Recorded data
※
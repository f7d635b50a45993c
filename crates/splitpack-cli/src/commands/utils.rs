//! Shared utilities for command implementations.
//!
//! - Path resolution against the project root
//! - Project root selection
//! - Variant output cleaning
//! - Entry point checks

use crate::error::{BuildError, CliError, Result, ResultExt};
use splitpack::JobConfig;
use std::fs;
use std::path::{Path, PathBuf};
use tracing::debug;

/// Resolve a path relative to a working directory.
///
/// If the path is absolute, returns it unchanged. Otherwise, joins it with
/// the working directory.
pub fn resolve_path(path: &Path, cwd: &Path) -> PathBuf {
    if path.is_absolute() {
        path.to_path_buf()
    } else {
        cwd.join(path)
    }
}

/// Get the current working directory.
///
/// # Errors
///
/// Returns I/O error if current directory cannot be determined.
pub fn get_cwd() -> Result<PathBuf> {
    std::env::current_dir().map_err(|e| {
        CliError::Io(std::io::Error::new(
            e.kind(),
            format!("Failed to get current directory: {}", e),
        ))
    })
}

/// Resolve the project root.
///
/// An explicit `--cwd` is resolved against the current directory and must
/// name an existing directory. Without it, the current directory is the root.
///
/// # Errors
///
/// Returns `InvalidArgument` if the explicit directory is missing or not a
/// directory.
pub fn resolve_project_root(explicit_cwd: Option<&Path>) -> Result<PathBuf> {
    let current_dir = get_cwd()?;

    let Some(cwd_path) = explicit_cwd else {
        return Ok(current_dir);
    };

    let absolute = resolve_path(cwd_path, &current_dir);

    if !absolute.exists() {
        return Err(CliError::InvalidArgument(format!(
            "Specified --cwd directory does not exist: {}",
            absolute.display()
        )));
    }

    if !absolute.is_dir() {
        return Err(CliError::InvalidArgument(format!(
            "Specified --cwd is not a directory: {}",
            absolute.display()
        )));
    }

    debug!(root = %absolute.display(), "using project root from --cwd");
    Ok(absolute)
}

/// Remove a variant's output directory before a build.
///
/// A missing directory is not an error. The directory must lie strictly
/// inside `root`, so a misconfigured `outDir` can never wipe the project
/// itself or anything outside it.
///
/// # Errors
///
/// - `BuildError::UnsafeClean` if `dir` is not inside `root`
/// - `CliError::FileNotFound` if `root` does not exist
/// - `BuildError::OutputNotWritable` if removal fails
pub fn clean_variant_dir(dir: &Path, root: &Path) -> Result<()> {
    if !dir.exists() {
        debug!(dir = %dir.display(), "nothing to clean");
        return Ok(());
    }

    if !dir.is_dir() {
        return Err(CliError::InvalidArgument(format!(
            "Output path exists but is not a directory: {}",
            dir.display()
        )));
    }

    let canonical_dir = dir.canonicalize().with_path(dir)?;
    let canonical_root = root.canonicalize().with_path(root)?;

    if canonical_dir == canonical_root || !canonical_dir.starts_with(&canonical_root) {
        return Err(BuildError::UnsafeClean {
            path: canonical_dir,
            root: canonical_root,
        }
        .into());
    }

    fs::remove_dir_all(&canonical_dir)
        .map_err(|_| BuildError::OutputNotWritable(dir.to_path_buf()))?;

    debug!(dir = %canonical_dir.display(), "cleaned variant output");
    Ok(())
}

/// Entry points of `jobs` that do not exist under `root`, deduplicated.
///
/// Every job of a variant shares one entry, so this is at most one path.
pub fn missing_entries(jobs: &[JobConfig], root: &Path) -> Vec<PathBuf> {
    let mut missing: Vec<PathBuf> = Vec::new();

    for job in jobs {
        let entry = resolve_path(job.entry(), root);
        if !entry.is_file() && !missing.contains(&entry) {
            missing.push(entry);
        }
    }

    missing
}
//! Plug-in endpoint binary.
//!
//! Usage: arabridge-server [config.json]

use arabridge_remote::StaticEndpoint;
use arabridge_server::{EndpointServer, ServerConfig, ServerError};
use std::env;

fn main() -> Result<(), ServerError> {
    tracing_subscriber::fmt::init();

    let config = match env::args().nth(1) {
        Some(path) => ServerConfig::load(path)?,
        None => ServerConfig::default(),
    };
    tracing::info!("Serving {} factory(ies)", config.factories.len());

    let server = EndpointServer::bind_and_accept(&config, StaticEndpoint::new(config.factories.clone()))?;
    server.run()
}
※
◆ **Action item**:
Copy out the records above exactly.

◆ **Response**:
repository f7d635b50a45993c
filename crates/splitpack-cli/src/commands/utils.rs
//! Shared utilities for command implementations.
//!
//! - Path resolution against the project root
//! - Project root selection
//! - Variant output cleaning
//! - Entry point checks

use crate::error::{BuildError, CliError, Result, ResultExt};
use splitpack::JobConfig;
use std::fs;
use std::path::{Path, PathBuf};
use tracing::debug;

/// Resolve a path relative to a working directory.
///
/// If the path is absolute, returns it unchanged. Otherwise, joins it with
/// the working directory.
pub fn resolve_path(path: &Path, cwd: &Path) -> PathBuf {
    if path.is_absolute() {
        path.to_path_buf()
    } else {
        cwd.join(path)
    }
}

/// Get the current working directory.
///
/// # Errors
///
/// Returns I/O error if current directory cannot be determined.
pub fn get_cwd() -> Result<PathBuf> {
    std::env::current_dir().map_err(|e| {
        CliError::Io(std::io::Error::new(
            e.kind(),
            format!("Failed to get current directory: {}", e),
        ))
    })
}

/// Resolve the project root.
///
/// An explicit `--cwd` is resolved against the current directory and must
/// name an existing directory. Without it, the current directory is the root.
///
/// # Errors
///
/// Returns `InvalidArgument` if the explicit directory is missing or not a
/// directory.
pub fn resolve_project_root(explicit_cwd: Option<&Path>) -> Result<PathBuf> {
    let current_dir = get_cwd()?;

    let Some(cwd_path) = explicit_cwd else {
        return Ok(current_dir);
    };

    let absolute = resolve_path(cwd_path, &current_dir);

    if !absolute.exists() {
        return Err(CliError::InvalidArgument(format!(
            "Specified --cwd directory does not exist: {}",
            absolute.display()
        )));
    }

    if !absolute.is_dir() {
        return Err(CliError::InvalidArgument(format!(
            "Specified --cwd is not a directory: {}",
            absolute.display()
        )));
    }

    debug!(root = %absolute.display(), "using project root from --cwd");
    Ok(absolute)
}

/// Remove a variant's output directory before a build.
///
/// A missing directory is not an error. The directory must lie strictly
/// inside `root`, so a misconfigured `outDir` can never wipe the project
/// itself or anything outside it.
///
/// # Errors
///
/// - `BuildError::UnsafeClean` if `dir` is not inside `root`
/// - `CliError::FileNotFound` if `root` does not exist
/// - `BuildError::OutputNotWritable` if removal fails
pub fn clean_variant_dir(dir: &Path, root: &Path) -> Result<()> {
    if !dir.exists() {
        debug!(dir = %dir.display(), "nothing to clean");
        return Ok(());
    }

    if !dir.is_dir() {
        return Err(CliError::InvalidArgument(format!(
            "Output path exists but is not a directory: {}",
            dir.display()
        )));
    }

    let canonical_dir = dir.canonicalize().with_path(dir)?;
    let canonical_root = root.canonicalize().with_path(root)?;

    if canonical_dir == canonical_root || !canonical_dir.starts_with(&canonical_root) {
        return Err(BuildError::UnsafeClean {
            path: canonical_dir,
            root: canonical_root,
        }
        .into());
    }

    fs::remove_dir_all(&canonical_dir)
        .map_err(|_| BuildError::OutputNotWritable(dir.to_path_buf()))?;

    debug!(dir = %canonical_dir.display(), "cleaned variant output");
    Ok(())
}

/// Entry points of `jobs` that do not exist under `root`, deduplicated.
///
/// Every job of a variant shares one entry, so this is at most one path.
pub fn missing_entries(jobs: &[JobConfig], root: &Path) -> Vec<PathBuf> {
    let mut missing: Vec<PathBuf> = Vec::new();

    for job in jobs {
        let entry = resolve_path(job.entry(), root);
        if !entry.is_file() && !missing.contains(&entry) {
            missing.push(entry);
        }
    }

    missing
}
//! Plug-in endpoint binary.
//!
//! Usage: arabridge-server [config.json]

use arabridge_remote::StaticEndpoint;
use arabridge_server::{EndpointServer, ServerConfig, ServerError};
use std::env;

fn main() -> Result<(), ServerError> {
    tracing_subscriber::fmt::init();

    let config = match env::args().nth(1) {
        Some(path) => ServerConfig::load(path)?,
        None => ServerConfig::default(),
    };
    tracing::info!("Serving {} factory(ies)", config.factories.len());

    let server = EndpointServer::bind_and_accept(&config, StaticEndpoint::new(config.factories.clone()))?;
    server.run()
}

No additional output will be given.